**YOUR TASK**
Print the data once more, exactly as supplied.

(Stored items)
======

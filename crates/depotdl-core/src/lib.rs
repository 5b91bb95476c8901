//! Domain types, wire protocol, and port definitions for depotdl.
//!
//! depotdl runs download workloads in an isolated worker process and talks to
//! it over an in-band control channel. This crate holds everything both sides
//! of that boundary agree on: the request types that cross it, the control
//! message codec, the value marshaller, the exit-code error taxonomy, and the
//! ports (`Authenticator`, `DownloadEngine`) the runtime crate wires up.
//!
//! No I/O happens here. Process supervision lives in `depotdl-runtime`.

#![deny(unused_crate_dependencies)]

pub mod error;
pub mod marshal;
pub mod output;
pub mod ports;
pub mod protocol;
pub mod request;

// Re-export commonly used types for convenience
pub use error::{WorkerError, exit_code};
pub use marshal::{MarshalError, from_wire, to_wire};
pub use output::{OutputLine, StreamOrigin};
pub use ports::{Authenticator, DownloadEngine, EngineError};
pub use protocol::{ControlMessage, DELIMITER, DecodeError, EncodeError, MAGIC_MARKER, try_decode};
pub use request::{
    AppDownloadRequest, BuildIdRequest, DEFAULT_BRANCH, DEFAULT_MAX_DOWNLOADS, DownloadSettings,
    PublishedFileRequest, UgcDownloadRequest, WorkerRequest,
};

======

**ANSWER SECTION**
filename crates/depotdl-core/src/lib.rs
repository 5b91bb95476c8901
//! Domain types, wire protocol, and port definitions for depotdl.
//!
//! depotdl runs download workloads in an isolated worker process and talks to
//! it over an in-band control channel. This crate holds everything both sides
//! of that boundary agree on: the request types that cross it, the control
//! message codec, the value marshaller, the exit-code error taxonomy, and the
//! ports (`Authenticator`, `DownloadEngine`) the runtime crate wires up.
//!
//! No I/O happens here. Process supervision lives in `depotdl-runtime`.

#![deny(unused_crate_dependencies)]

pub mod error;
pub mod marshal;
pub mod output;
pub mod ports;
pub mod protocol;
pub mod request;

// Re-export commonly used types for convenience
pub use error::{WorkerError, exit_code};
pub use marshal::{MarshalError, from_wire, to_wire};
pub use output::{OutputLine, StreamOrigin};
pub use ports::{Authenticator, DownloadEngine, EngineError};
pub use protocol::{ControlMessage, DELIMITER, DecodeError, EncodeError, MAGIC_MARKER, try_decode};
pub use request::{
    AppDownloadRequest, BuildIdRequest, DEFAULT_BRANCH, DEFAULT_MAX_DOWNLOADS, DownloadSettings,
    PublishedFileRequest, UgcDownloadRequest, WorkerRequest,
};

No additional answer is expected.